My eyes gleam and Madge looks away blushing. "I mean, I want to make sure you're okay tonight."

"That's..." Mom starts. "very thoughtful of you, Madge. Would you like to come inside with us?"

She nods and the three of us continue into the house. It's deathly quiet. Buttercup meows faintly for attention. He hops into my lap as soon as I sit in front of the television, its screen off. No one has the willingness to turn it on.

"Would you girls like any tea?" Mom asks. I shake my head and Madge doesn't answer. "Me either," Mom nods.

Madge sits next to me flicking at Buttercup's tail, her thoughts elsewhere like mine. I scratch at the cat's neck feeling him purr into my knees.

"Madge, where have you been? No one's seen you at school for days." Words fly out before I realize they had crossed my mind.

When she doesn't answer, Mom asks, "Have you been sick, dear?"

Madge shakes her head, "I just needed some time to think things over."

I don't have the energy to inquire further. I reach forward and turn on the television. Nothing has changed. Night is full in the arena, the awful condition drags on.

We don't sleep. Not a single wink between us. Madge cries for a while, her head in her hands, her back heaving in sorrows. We don't ask why. We don't need to. My stability has been shot for the past month, my world devastated. Late into night, Madge recovers from the bout of crying and begs forgiveness, "I'm sorry. I'm-" She sniffs.

Mom rubs her back, "It's okay, dear. Don't apologize."

Madge shakes her head, "It's not that. I... I've done something that might come back against my father and..." She sobs and tries to control herself.
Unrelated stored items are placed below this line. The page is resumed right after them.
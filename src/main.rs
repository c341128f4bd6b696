//src/main.rs

use axum::{
    middleware as axum_middleware,
    routing::{get, post, put},
    Router,
};
use tokio::net::TcpListener;
use utoipa::OpenApi;
use utoipa_swagger_ui::SwaggerUi;

// Importações principais
use painel_backend::config::AppState;
use painel_backend::docs::ApiDoc;
use painel_backend::handlers;
use painel_backend::middleware::auth::auth_guard;

#[tokio::main]
async fn main() {
    // Inicializa o logger
    tracing_subscriber::fmt().with_target(false).compact().init();

    // .expect() é bom aqui: se a configuração falhar, a aplicação não deve iniciar.
    let app_state = AppState::new()
        .await
        .expect("Falha ao inicializar o estado da aplicação.");

    // Roda as migrações do SQLx na inicialização
    sqlx::migrate!()
        .run(&app_state.db_pool)
        .await
        .expect("Falha ao rodar as migrações do banco de dados.");

    tracing::info!("✅ Migrações do banco de dados executadas com sucesso!");

    // Rotas de autenticação: públicas, com exceção do logout,
    // que precisa saber quem está saindo.
    let auth_routes = Router::new()
        .route("/register", post(handlers::auth::register))
        .route("/login", post(handlers::auth::login))
        .route("/login/federated", post(handlers::auth::login_federated))
        .route("/password-reset", post(handlers::auth::forgot_password))
        .route("/password-reset/confirm", post(handlers::auth::reset_password))
        .route(
            "/logout",
            post(handlers::auth::logout).layer(axum_middleware::from_fn_with_state(
                app_state.clone(),
                auth_guard,
            )),
        );

    // Rotas de usuário (protegidas pelo middleware)
    let user_routes = Router::new()
        .route(
            "/me",
            get(handlers::profile::get_me).patch(handlers::profile::update_me),
        )
        .route("/session", get(handlers::profile::get_session))
        .layer(axum_middleware::from_fn_with_state(
            app_state.clone(),
            auth_guard,
        ));

    let store_routes = Router::new()
        .route(
            "/",
            post(handlers::stores::create_store).get(handlers::stores::list_stores),
        )
        .route(
            "/{store_id}",
            put(handlers::stores::update_store).delete(handlers::stores::delete_store),
        )
        .layer(axum_middleware::from_fn_with_state(
            app_state.clone(),
            auth_guard,
        ));

    let warehouse_routes = Router::new()
        .route(
            "/",
            post(handlers::warehouses::create_warehouse).get(handlers::warehouses::list_warehouses),
        )
        .route(
            "/{warehouse_id}",
            put(handlers::warehouses::update_warehouse)
                .delete(handlers::warehouses::delete_warehouse),
        )
        .layer(axum_middleware::from_fn_with_state(
            app_state.clone(),
            auth_guard,
        ));

    // Rotas escopadas por loja: exigem também o cabeçalho X-Store-ID
    let product_routes = Router::new()
        .route(
            "/",
            post(handlers::products::create_product).get(handlers::products::list_products),
        )
        .route(
            "/{product_id}",
            put(handlers::products::update_product).delete(handlers::products::delete_product),
        )
        .layer(axum_middleware::from_fn_with_state(
            app_state.clone(),
            auth_guard,
        ));

    let sale_routes = Router::new()
        .route(
            "/",
            post(handlers::sales::create_sale).get(handlers::sales::list_sales),
        )
        .route(
            "/{sale_id}",
            put(handlers::sales::update_sale).delete(handlers::sales::delete_sale),
        )
        .layer(axum_middleware::from_fn_with_state(
            app_state.clone(),
            auth_guard,
        ));

    let withdrawal_routes = Router::new()
        .route(
            "/",
            post(handlers::withdrawals::create_withdrawal)
                .get(handlers::withdrawals::list_withdrawals),
        )
        .route(
            "/{withdrawal_id}",
            put(handlers::withdrawals::update_withdrawal)
                .delete(handlers::withdrawals::delete_withdrawal),
        )
        .layer(axum_middleware::from_fn_with_state(
            app_state.clone(),
            auth_guard,
        ));

    let journal_routes = Router::new()
        .route(
            "/",
            post(handlers::journal::create_journal_entry)
                .get(handlers::journal::list_journal_entries),
        )
        .route(
            "/{entry_id}",
            put(handlers::journal::update_journal_entry)
                .delete(handlers::journal::delete_journal_entry),
        )
        .layer(axum_middleware::from_fn_with_state(
            app_state.clone(),
            auth_guard,
        ));

    let upload_routes = Router::new()
        .route("/products", post(handlers::uploads::upload_products_sheet))
        .layer(axum_middleware::from_fn_with_state(
            app_state.clone(),
            auth_guard,
        ));

    // Combina tudo no router principal
    let app = Router::new()
        .route("/api/health", get(|| async { "OK" }))
        .nest("/api/auth", auth_routes)
        .nest("/api/users", user_routes)
        .nest("/api/stores", store_routes)
        .nest("/api/warehouses", warehouse_routes)
        .nest("/api/products", product_routes)
        .nest("/api/sales", sale_routes)
        .nest("/api/withdrawals", withdrawal_routes)
        .nest("/api/journal", journal_routes)
        .nest("/api/uploads", upload_routes)
        .merge(SwaggerUi::new("/docs").url("/api-docs/openapi.json", ApiDoc::openapi()))
        .with_state(app_state);

    // Inicia o servidor
    let addr = "0.0.0.0:3000";
    let listener = TcpListener::bind(addr)
        .await
        .expect("Falha ao iniciar o listener TCP");
    tracing::info!("🚀 Servidor escutando em {}", listener.local_addr().unwrap());
    axum::serve(listener, app).await.expect("Erro no servidor Axum");
}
"What did you do, Madge?" Mom's voice is soothing, in spite of the moans coming from the television. The mayor's daughter just shakes her head in silent despair. Within minutes, she's back to her normal, calm, isolated self. Only vague, red inflammation from weeping reminds me of her outburst. Whatever she did to upset Mayor Undersee, it must be serious. I put Buttercup in Madge's lap for her comfort and stand up to make the tea we declined several hours ago.

Years seem to pass before the night does; the sun rises slowly here and finally cracks the darkness in the west. Cato's moans have died down to half-hearted, raw-voiced rasps. Only heavy breathing of the wolf-tribute Muttations accompany the image.

With morning breaking over the arena, Peeta says to Katniss, "I think he's closer now. Katniss, can you shoot him?"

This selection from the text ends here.